To explore the effect of carbonate alkalinity stress on Nile tilapia (Oreochromis niloticus), fish were cultured at 3 alkalinity levels (0, 2 and 3 g/L NaHCO3) for six weeks. Survival, weight gain, and specific growth rate were measured. Liver samples were collected for measuring superoxide dismutase (SOD), glutathione peroxidase (GSH-Px), total antioxidant capacity (T-AOC), and malondialdehyde (MDA) content. Intestinal microbiota was analyzed using 16S rRNA gene sequencing, and metabolomic profiling identified differentially abundant metabolites. The results showed that the survival rate decreased in the fish exposed to 3 g/L NaHCO3, while weight gain and specific growth rate were not affected by the increased carbonate alkalinity.
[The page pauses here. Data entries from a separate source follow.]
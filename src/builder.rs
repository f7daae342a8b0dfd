use crate::error::{ParseError, Result};
use crate::expr::{Expression, Render, Syntax};
use crate::fragment::SqlFragment;
use crate::operator::Operator;

/// Operand slot of an operator application.
#[derive(Debug, Clone, Copy, PartialEq, Eq, strum_macros::Display)]
#[strum(serialize_all = "lowercase")]
pub enum Position {
    Left,
    Right,
    Right1,
}

/// Turns one run of fragments into an operator application.
///
/// The first operator in the run decides the shape. A function takes its operands from
/// the comma-separated arguments after its name; anything else is infix, with the
/// fragments before it on the left and the ones after it on the right. Further operators
/// on the right either become the right operand (`a eq not b`) or chain onto the result
/// (`a add b eq c`).
pub struct OperatorBuilder {
    fragments: Vec<SqlFragment>,
}

impl OperatorBuilder {
    pub fn new(fragments: Vec<SqlFragment>) -> Self {
        OperatorBuilder { fragments }
    }

    pub fn build(self) -> Result<Expression> {
        build(self.fragments)
    }
}

fn build(fragments: Vec<SqlFragment>) -> Result<Expression> {
    let first = fragments
        .iter()
        .enumerate()
        .find_map(|(index, fragment)| fragment.as_operator().map(|op| (index, op)));

    match first {
        Some((index, operator)) if operator.is_function() => function(operator, fragments, index),
        Some((index, operator)) => infix(operator, fragments, index),
        None => pass_through(fragments),
    }
}

/// A run without an operator is only usable when it is a single operand.
fn pass_through(mut fragments: Vec<SqlFragment>) -> Result<Expression> {
    match fragments.as_slice() {
        [SqlFragment::Expression(_)] => match fragments.pop() {
            Some(SqlFragment::Expression(expression)) => Ok(expression),
            _ => Err(missing_operator(&fragments)),
        },
        [SqlFragment::Parameter(_) | SqlFragment::Identifier(_)] => {
            Ok(Expression::Fragments(fragments))
        }
        _ => Err(missing_operator(&fragments)),
    }
}

fn missing_operator(fragments: &[SqlFragment]) -> ParseError {
    let unparsed = fragments.iter().find_map(|fragment| match fragment {
        SqlFragment::Unparsed(token) => Some(token),
        _ => None,
    });

    match (unparsed, fragments.first()) {
        (Some(token), _) => ParseError::MissingOperator {
            token: Some(token.text.clone()),
            location: Some(token.location()),
        },
        (None, first) => ParseError::MissingOperator {
            token: first.map(|fragment| fragment.render(Syntax::Filter)),
            location: None,
        },
    }
}

fn function(
    operator: &'static Operator,
    fragments: Vec<SqlFragment>,
    index: usize,
) -> Result<Expression> {
    if let Some(stray) = fragments.iter().take(index).next() {
        return Err(structural(
            format!("unexpected {} before function '{}'", stray.describe(), operator.keyword()),
            stray,
        ));
    }

    let arguments = split_arguments(fragments.into_iter().skip(index + 1).collect());
    if arguments.len() > 1 && arguments.iter().any(|argument| argument.is_empty()) {
        return Err(ParseError::structural(format!(
            "empty argument in call to '{}'",
            operator.keyword()
        )));
    }
    if arguments.len() > 3 {
        return Err(ParseError::structural(format!(
            "too many arguments in call to '{}'",
            operator.keyword()
        )));
    }

    let mut operands = [None, None, None];
    let positions = [Position::Left, Position::Right, Position::Right1];
    for ((argument, position), slot) in arguments.into_iter().zip(positions).zip(&mut operands) {
        *slot = operand(operator, position, argument)?;
    }

    let [left, right, right1] = operands;
    apply(operator, left, right, right1)
}

/// Splits on top-level commas. No arguments at all gives an empty list.
fn split_arguments(fragments: Vec<SqlFragment>) -> Vec<Vec<SqlFragment>> {
    if fragments.is_empty() {
        return Vec::new();
    }

    let mut arguments = vec![Vec::new()];
    for fragment in fragments {
        match fragment {
            SqlFragment::Comma => arguments.push(Vec::new()),
            other => {
                if let Some(current) = arguments.last_mut() {
                    current.push(other);
                }
            }
        }
    }
    arguments
}

fn infix(operator: &'static Operator, fragments: Vec<SqlFragment>, index: usize) -> Result<Expression> {
    let mut rest = fragments.into_iter();
    let left_fragments: Vec<SqlFragment> = rest.by_ref().take(index).collect();
    rest.next(); // the operator itself
    let left = operand(operator, Position::Left, left_fragments)?;

    let mut right = Vec::new();
    while let Some(fragment) = rest.next() {
        match fragment {
            SqlFragment::Operator(next) if right.is_empty() => {
                let mut nested = vec![SqlFragment::Operator(next)];
                nested.extend(rest);
                let right = build(nested)?;
                return apply(operator, left, Some(right), None);
            }
            SqlFragment::Operator(next) => {
                let right = operand(operator, Position::Right, right)?;
                let current = apply(operator, left, right, None)?;
                let mut chained = vec![SqlFragment::Expression(current), SqlFragment::Operator(next)];
                chained.extend(rest);
                return build(chained);
            }
            SqlFragment::Comma => {
                return Err(ParseError::structural(format!(
                    "unexpected ',' after operator '{}'",
                    operator.keyword()
                )));
            }
            other => right.push(other),
        }
    }

    let right = operand(operator, Position::Right, right)?;
    apply(operator, left, right, None)
}

/// Resolves the fragments of one operand slot. A slot holding an operator is an
/// application of its own.
fn operand(
    operator: &'static Operator,
    position: Position,
    fragments: Vec<SqlFragment>,
) -> Result<Option<Expression>> {
    if fragments.iter().any(|fragment| fragment.as_operator().is_some()) {
        return build(fragments).map(Some);
    }

    for fragment in &fragments {
        if let SqlFragment::Unparsed(token) = fragment {
            return Err(ParseError::UnresolvedOperand {
                token: token.text.clone(),
                operator: operator.keyword().to_string(),
                position,
                location: token.location(),
            });
        }
    }

    Ok(Expression::operand(fragments))
}

/// Builds the application after checking the operands against the operator's template.
fn apply(
    operator: &'static Operator,
    left: Option<Expression>,
    right: Option<Expression>,
    right1: Option<Expression>,
) -> Result<Expression> {
    let template = operator.template(Syntax::Filter, right1.is_some());
    let slots = [
        (Position::Left, "{lhs}", left.is_some()),
        (Position::Right, "{rhs}", right.is_some()),
        (Position::Right1, "{rhs1}", right1.is_some()),
    ];

    for (position, slot, present) in slots {
        let expected = template.contains(slot);
        if expected && !present {
            return Err(ParseError::structural(format!(
                "operator '{}' is missing its {} operand",
                operator.keyword(),
                position
            )));
        }
        if present && !expected {
            return Err(ParseError::structural(format!(
                "operator '{}' does not take a {} operand",
                operator.keyword(),
                position
            )));
        }
    }

    let left = left.map(|expression| strip_group(template, "{lhs}", expression));
    let right = right.map(|expression| strip_group(template, "{rhs}", expression));
    let right1 = right1.map(|expression| strip_group(template, "{rhs1}", expression));
    Ok(Expression::apply(operator, left, right, right1))
}

/// Drops the parentheses around a lone grouped operand when the template already
/// encloses its slot, so `ex (b)` stays `ex (b)` when rendered.
fn strip_group(template: &str, slot: &str, mut expression: Expression) -> Expression {
    if !template.contains(&format!("({})", slot)) {
        return expression;
    }
    if let Expression::Fragments(fragments) = &mut expression {
        if let [SqlFragment::Expression(Expression::Group(_))] = fragments.as_slice() {
            if let Some(SqlFragment::Expression(grouped)) = fragments.pop() {
                expression = grouped;
            }
        }
    }
    match expression {
        Expression::Group(_) => expression.ungrouped().clone(),
        other => other,
    }
}

fn structural(message: String, fragment: &SqlFragment) -> ParseError {
    match fragment {
        SqlFragment::Unparsed(token) => ParseError::structural_at(message, &token.text, token.location()),
        _ => ParseError::structural(message),
    }
}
In the group exposed to 3 g/L NaHCO₃, activities of superoxide dismutase (SOD), glutathione peroxidase (GSH-Px), total antioxidant capacity (T-AOC), and malondialdehyde (MDA) content in liver increased, while in 2 g/L NaHCO₃, only SOD and T-AOC activities rose compared to the control. Long-term carbonate alkalinity stress increased the abundance of Luteolibacter in intestine but decreased the abundance of Cetobacterium, Bacteroides, and Lactiplantibacillus. Metabolomics results showed that differentially abundant metabolites were highly enriched in pathways such as purine metabolism, vitamin B6 metabolism, lysine degradation, glycerophospholipid metabolism, and biosynthesis of cofactors in fish cultured at 3 g/L NaHCO3. These results suggested that carbonate alkalinity stress affects intestinal health by increasing the proportion of pathogenic bacteria and reducing beneficial bacteria. The correlation between N6,N6,N6-trimethyllysine, Ne,Ne-dimethyllysine, and Luteolibacter may represent an effective physiological adaptation and tissue repair pathway for Nile tilapia under carbonate alkalinity stress.